[Collected data]
▬▬▬▬▬▬
//! Global CSS for the PromptDeck workbench.
//!
//! One static stylesheet rendered by the root component, plus the
//! theme-dependent scrollbar block the scroll area injects at runtime.

use super::colors;
use super::ThemeMode;

pub const GLOBAL_STYLES: &str = r#"
/* === CSS Custom Properties === */
body.dark {
  --bg: #111317;
  --bg-raised: #191c22;
  --border: #2a2e37;
  --accent: #e8a23d;
  --accent-glow: rgba(232, 162, 61, 0.25);
  --text-1: #e9e9e6;
  --text-2: rgba(233, 233, 230, 0.65);
  --danger: #e05260;
  --danger-soft: rgba(224, 82, 96, 0.12);
  --warning: #d9a03c;
  --warning-soft: rgba(217, 160, 60, 0.12);
  --ok: #69a46f;
}

body.light {
  --bg: #f7f6f3;
  --bg-raised: #ffffff;
  --border: #d8d4cb;
  --accent: #b57417;
  --accent-glow: rgba(181, 116, 23, 0.2);
  --text-1: #23251f;
  --text-2: rgba(35, 37, 31, 0.65);
  --danger: #b3323f;
  --danger-soft: rgba(179, 50, 63, 0.09);
  --warning: #9a6d1c;
  --warning-soft: rgba(154, 109, 28, 0.1);
  --ok: #3f7a46;
}

:root {
  --font-mono: 'JetBrains Mono', 'SF Mono', 'Consolas', monospace;
  --font-sans: 'Inter', 'Segoe UI', system-ui, sans-serif;

  --text-xs: 0.75rem;
  --text-sm: 0.875rem;
  --text-base: 1rem;
  --text-lg: 1.125rem;
  --text-xl: 1.5rem;
  --text-2xl: 2rem;

  --radius: 6px;
  --transition-fast: 150ms ease;
  --transition-normal: 300ms ease;
}

/* === Global Reset === */
*, *::before, *::after {
  box-sizing: border-box;
  margin: 0;
  padding: 0;
}

html {
  font-size: 16px;
  -webkit-font-smoothing: antialiased;
}

body {
  font-family: var(--font-sans);
  background: var(--bg);
  color: var(--text-1);
  line-height: 1.6;
  min-height: 100vh;
  transition: background var(--transition-normal), color var(--transition-normal);
}

/* === Typography === */
.app-title {
  font-family: var(--font-mono);
  font-size: var(--text-lg);
  font-weight: 600;
  color: var(--accent);
  letter-spacing: 0.05em;
}

.section-header {
  font-size: var(--text-lg);
  font-weight: 600;
  color: var(--text-1);
}

.hint-text {
  font-size: var(--text-sm);
  color: var(--text-2);
}

/* === Workbench Layout === */
.workbench {
  display: flex;
  flex-direction: column;
  min-height: 100vh;
}

.workbench-header {
  display: flex;
  align-items: center;
  justify-content: space-between;
  padding: 0.75rem 1.25rem;
  border-bottom: 1px solid var(--border);
  background: var(--bg-raised);
}

.header-actions {
  display: flex;
  align-items: center;
  gap: 0.75rem;
}

.backend-hint {
  font-family: var(--font-mono);
  font-size: var(--text-xs);
  color: var(--text-2);
}

.workbench-main {
  flex: 1;
  display: flex;
  flex-direction: column;
  gap: 1.5rem;
  padding: 1.25rem;
  max-width: 960px;
  width: 100%;
  margin: 0 auto;
}

.workbench-section {
  background: var(--bg-raised);
  border: 1px solid var(--border);
  border-radius: var(--radius);
  padding: 1rem 1.25rem;
}

.section-toolbar {
  display: flex;
  align-items: center;
  justify-content: space-between;
  margin-bottom: 0.75rem;
}

/* === Buttons === */
.btn-primary {
  font-family: var(--font-mono);
  font-size: var(--text-sm);
  color: var(--text-1);
  background: transparent;
  border: 1px solid var(--accent);
  border-radius: var(--radius);
  padding: 0.4rem 1rem;
  cursor: pointer;
  transition: box-shadow var(--transition-fast);
}

.btn-primary:hover:not(:disabled) {
  box-shadow: 0 0 10px var(--accent-glow);
}

.btn-ghost {
  font-family: var(--font-mono);
  font-size: var(--text-sm);
  color: var(--text-2);
  background: transparent;
  border: 1px solid var(--border);
  border-radius: var(--radius);
  padding: 0.4rem 1rem;
  cursor: pointer;
}

.btn-ghost:hover:not(:disabled) {
  color: var(--text-1);
  border-color: var(--text-2);
}

.btn-compact {
  font-family: var(--font-mono);
  font-size: var(--text-xs);
  color: var(--text-2);
  background: transparent;
  border: 1px solid var(--border);
  border-radius: 999px;
  padding: 0.15rem 0.7rem;
  cursor: pointer;
}

.btn-compact:hover:not(:disabled) {
  color: var(--text-1);
}

.inline-link-btn {
  font-size: inherit;
  color: var(--accent);
  background: none;
  border: none;
  cursor: pointer;
  text-decoration: underline;
  padding: 0;
}

.icon-btn {
  font-size: var(--text-base);
  color: var(--text-2);
  background: none;
  border: none;
  cursor: pointer;
  padding: 0 0.25rem;
}

.icon-btn:hover {
  color: var(--text-1);
}

button:disabled {
  opacity: 0.5;
  cursor: not-allowed;
}

/* === Health Banner === */
.health-banner {
  background: var(--warning-soft);
  border: 1px solid var(--warning);
  border-radius: var(--radius);
  padding: 0.6rem 1rem;
  margin: 0.75rem 1.25rem 0;
}

.health-banner-row {
  display: flex;
  align-items: center;
  gap: 0.75rem;
}

.health-banner-icon {
  color: var(--warning);
}

.health-banner-text {
  flex: 1;
  font-size: var(--text-sm);
}

.health-banner-details {
  margin-top: 0.6rem;
  padding-top: 0.6rem;
  border-top: 1px dashed var(--border);
  display: flex;
  flex-direction: column;
  gap: 0.25rem;
}

.detail-row {
  display: flex;
  gap: 0.5rem;
  font-family: var(--font-mono);
  font-size: var(--text-xs);
}

.detail-label {
  color: var(--text-2);
  min-width: 9rem;
}

.detail-value {
  color: var(--text-1);
  word-break: break-all;
}

/* === Modal === */
.modal-overlay {
  position: fixed;
  inset: 0;
  background: rgba(0, 0, 0, 0.55);
  display: flex;
  align-items: center;
  justify-content: center;
  z-index: 100;
}

.modal-content {
  background: var(--bg-raised);
  border: 1px solid var(--border);
  border-radius: var(--radius);
  width: min(520px, calc(100vw - 2rem));
  max-height: calc(100vh - 4rem);
  display: flex;
  flex-direction: column;
}

.modal-header {
  display: flex;
  align-items: center;
  justify-content: space-between;
  padding: 0.9rem 1.25rem;
  border-bottom: 1px solid var(--border);
}

.modal-close-btn {
  font-size: var(--text-lg);
  color: var(--text-2);
  background: none;
  border: none;
  cursor: pointer;
  line-height: 1;
}

.modal-close-btn:hover:not(:disabled) {
  color: var(--text-1);
}

.modal-body {
  padding: 1rem 1.25rem;
  overflow-y: auto;
  display: flex;
  flex-direction: column;
  gap: 0.9rem;
}

.modal-footer {
  display: flex;
  justify-content: flex-end;
  gap: 0.6rem;
  padding: 0.9rem 1.25rem;
  border-top: 1px solid var(--border);
}

.busy-spinner {
  display: inline-block;
  width: 0.8em;
  height: 0.8em;
  margin-right: 0.4em;
  border: 2px solid var(--text-2);
  border-top-color: transparent;
  border-radius: 50%;
  animation: spin 0.8s linear infinite;
}

@keyframes spin {
  to { transform: rotate(360deg); }
}

/* === Form Fields === */
.form-field {
  display: flex;
  flex-direction: column;
  gap: 0.3rem;
}

.input-label {
  font-family: var(--font-mono);
  font-size: var(--text-xs);
  color: var(--text-2);
  letter-spacing: 0.04em;
}

.required-mark {
  color: var(--danger);
}

.input-field {
  font-family: var(--font-mono);
  font-size: var(--text-sm);
  color: var(--text-1);
  background: transparent;
  border: 1px solid var(--border);
  border-radius: var(--radius);
  padding: 0.45rem 0.6rem;
  transition: border-color var(--transition-fast), box-shadow var(--transition-fast);
}

.input-field:focus {
  outline: none;
  border-color: var(--accent);
  box-shadow: 0 0 6px var(--accent-glow);
}

.input-field::placeholder {
  color: var(--text-2);
  font-style: italic;
}

.input-field.invalid {
  border-color: var(--danger);
}

.input-field.textarea {
  resize: vertical;
}

select.input-field {
  appearance: none;
  background: var(--bg-raised);
}

.field-error {
  font-size: var(--text-xs);
  color: var(--danger);
}

.field-helper {
  font-size: var(--text-xs);
  color: var(--text-2);
}

/* === Slider === */
.slider-row {
  display: flex;
  align-items: center;
  justify-content: space-between;
}

.slider-value {
  font-family: var(--font-mono);
  font-size: var(--text-xs);
  color: var(--accent);
}

.slider-input {
  width: 100%;
  accent-color: var(--accent);
}

.slider-marks {
  position: relative;
  height: 1rem;
}

.slider-mark {
  position: absolute;
  transform: translateX(-50%);
  font-family: var(--font-mono);
  font-size: var(--text-xs);
  color: var(--text-2);
  white-space: nowrap;
}

/* === Switch === */
.switch-field {
  flex-direction: row;
  align-items: center;
  gap: 0.6rem;
}

.switch-field input[type="checkbox"] {
  appearance: none;
  width: 2.1rem;
  height: 1.15rem;
  border: 1px solid var(--border);
  border-radius: 999px;
  background: var(--bg);
  position: relative;
  cursor: pointer;
  transition: background var(--transition-fast);
}

.switch-field input[type="checkbox"]::after {
  content: "";
  position: absolute;
  top: 1px;
  left: 2px;
  width: 0.85rem;
  height: 0.85rem;
  border-radius: 50%;
  background: var(--text-2);
  transition: transform var(--transition-fast);
}

.switch-field input[type="checkbox"]:checked {
  background: var(--accent-glow);
  border-color: var(--accent);
}

.switch-field input[type="checkbox"]:checked::after {
  background: var(--accent);
  transform: translateX(0.9rem);
}

.switch-field input[type="checkbox"]:disabled {
  opacity: 0.5;
  cursor: not-allowed;
}

/* === Error Panels === */
.error-panel-page {
  position: fixed;
  inset: 0;
  background: var(--bg);
  display: flex;
  flex-direction: column;
  align-items: center;
  justify-content: center;
  gap: 0.9rem;
  padding: 2rem;
  text-align: center;
  z-index: 200;
}

.error-panel-title {
  font-size: var(--text-xl);
  color: var(--danger);
}

.error-panel-message {
  color: var(--text-2);
  max-width: 36rem;
}

.error-panel-actions {
  display: flex;
  gap: 0.6rem;
}

.error-details {
  font-family: var(--font-mono);
  font-size: var(--text-xs);
  color: var(--text-2);
  background: var(--bg-raised);
  border: 1px solid var(--border);
  border-radius: var(--radius);
  padding: 0.75rem;
  max-width: 42rem;
  max-height: 14rem;
  overflow: auto;
  text-align: left;
  white-space: pre-wrap;
}

.error-inline {
  background: var(--danger-soft);
  border: 1px solid var(--danger);
  border-radius: var(--radius);
  padding: 0.75rem 1rem;
  display: flex;
  flex-direction: column;
  gap: 0.5rem;
}

.error-inline-actions {
  display: flex;
  gap: 0.6rem;
}

.error-alert {
  display: flex;
  align-items: center;
  gap: 0.5rem;
  background: var(--danger-soft);
  border: 1px solid var(--danger);
  border-radius: var(--radius);
  padding: 0.35rem 0.7rem;
  font-size: var(--text-sm);
}

.error-alert-icon {
  color: var(--danger);
}

.recovering-hint {
  font-size: var(--text-xs);
  color: var(--text-2);
  font-style: italic;
}

/* === Toasts === */
.toast-host {
  position: fixed;
  bottom: 1rem;
  right: 1rem;
  display: flex;
  flex-direction: column;
  gap: 0.5rem;
  z-index: 300;
}

.toast {
  background: var(--bg-raised);
  border: 1px solid var(--danger);
  border-left-width: 4px;
  border-radius: var(--radius);
  padding: 0.6rem 0.9rem;
  min-width: 16rem;
  max-width: 24rem;
  cursor: pointer;
  box-shadow: 0 4px 16px rgba(0, 0, 0, 0.35);
}

.toast-message {
  display: block;
  font-size: var(--text-sm);
}

.toast-source {
  display: block;
  font-family: var(--font-mono);
  font-size: var(--text-xs);
  color: var(--text-2);
  margin-top: 0.15rem;
}

/* === Scroll Area === */
.scroll-area {
  overflow-y: auto;
}

/* === Profile List === */
.profile-list {
  display: flex;
  flex-direction: column;
  gap: 0.6rem;
}

.profile-card {
  display: flex;
  align-items: center;
  justify-content: space-between;
  gap: 0.75rem;
  border: 1px solid var(--border);
  border-radius: var(--radius);
  padding: 0.6rem 0.9rem;
}

.profile-card-name {
  font-family: var(--font-mono);
  color: var(--text-1);
}

.profile-card-meta {
  font-family: var(--font-mono);
  font-size: var(--text-xs);
  color: var(--text-2);
}

.profile-preview {
  font-family: var(--font-mono);
  font-size: var(--text-xs);
  color: var(--text-2);
  background: var(--bg);
  border: 1px solid var(--border);
  border-radius: var(--radius);
  padding: 0.75rem;
  white-space: pre-wrap;
  word-break: break-all;
}

.empty-hint {
  font-size: var(--text-sm);
  color: var(--text-2);
  font-style: italic;
  padding: 0.5rem 0;
}
"#;

/// Scrollbar CSS for the active theme mode.
///
/// The scroll area injects this into a single style element keyed by id;
/// the content is rebuilt from scratch on every theme flip.
pub fn scrollbar_styles(mode: ThemeMode) -> String {
    let (track, thumb, thumb_hover) = match mode {
        ThemeMode::Dark => (
            colors::SCROLL_TRACK_DARK,
            colors::SCROLL_THUMB_DARK,
            colors::SCROLL_THUMB_HOVER_DARK,
        ),
        ThemeMode::Light => (
            colors::SCROLL_TRACK_LIGHT,
            colors::SCROLL_THUMB_LIGHT,
            colors::SCROLL_THUMB_HOVER_LIGHT,
        ),
    };

    format!(
        r#".scroll-area::-webkit-scrollbar {{
  width: 10px;
  height: 10px;
}}
.scroll-area::-webkit-scrollbar-track {{
  background: {track};
}}
.scroll-area::-webkit-scrollbar-thumb {{
  background: {thumb};
  border-radius: 5px;
}}
.scroll-area::-webkit-scrollbar-thumb:hover {{
  background: {thumb_hover};
}}
.scroll-area {{
  scrollbar-color: {thumb} {track};
  scrollbar-width: thin;
}}"#
    )
}

#[cfg(test)]
mod tests {
    use super::*;

    #[test]
    fn test_scrollbar_styles_differ_by_mode() {
        let dark = scrollbar_styles(ThemeMode::Dark);
        let light = scrollbar_styles(ThemeMode::Light);
        assert_ne!(dark, light);
    }

    #[test]
    fn test_scrollbar_styles_use_mode_colors() {
        let dark = scrollbar_styles(ThemeMode::Dark);
        assert!(dark.contains(colors::SCROLL_THUMB_DARK));
        assert!(dark.contains(colors::SCROLL_TRACK_DARK));

        let light = scrollbar_styles(ThemeMode::Light);
        assert!(light.contains(colors::SCROLL_THUMB_LIGHT));
        assert!(light.contains(colors::SCROLL_TRACK_LIGHT));
    }

    #[test]
    fn test_scrollbar_styles_cover_webkit_and_standard() {
        let css = scrollbar_styles(ThemeMode::Dark);
        assert!(css.contains("::-webkit-scrollbar-thumb"));
        assert!(css.contains("scrollbar-color"));
    }
}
▬▬▬▬▬▬
**TO DO:**
In the records above, locate the lines holding the word "soft". Copy each of them.

**RESULT BELOW:**
  --danger-soft: rgba(224, 82, 96, 0.12);
  --warning-soft: rgba(217, 160, 60, 0.12);
  --danger-soft: rgba(179, 50, 63, 0.09);
  --warning-soft: rgba(154, 109, 28, 0.1);
  background: var(--warning-soft);
  background: var(--danger-soft);
  background: var(--danger-soft);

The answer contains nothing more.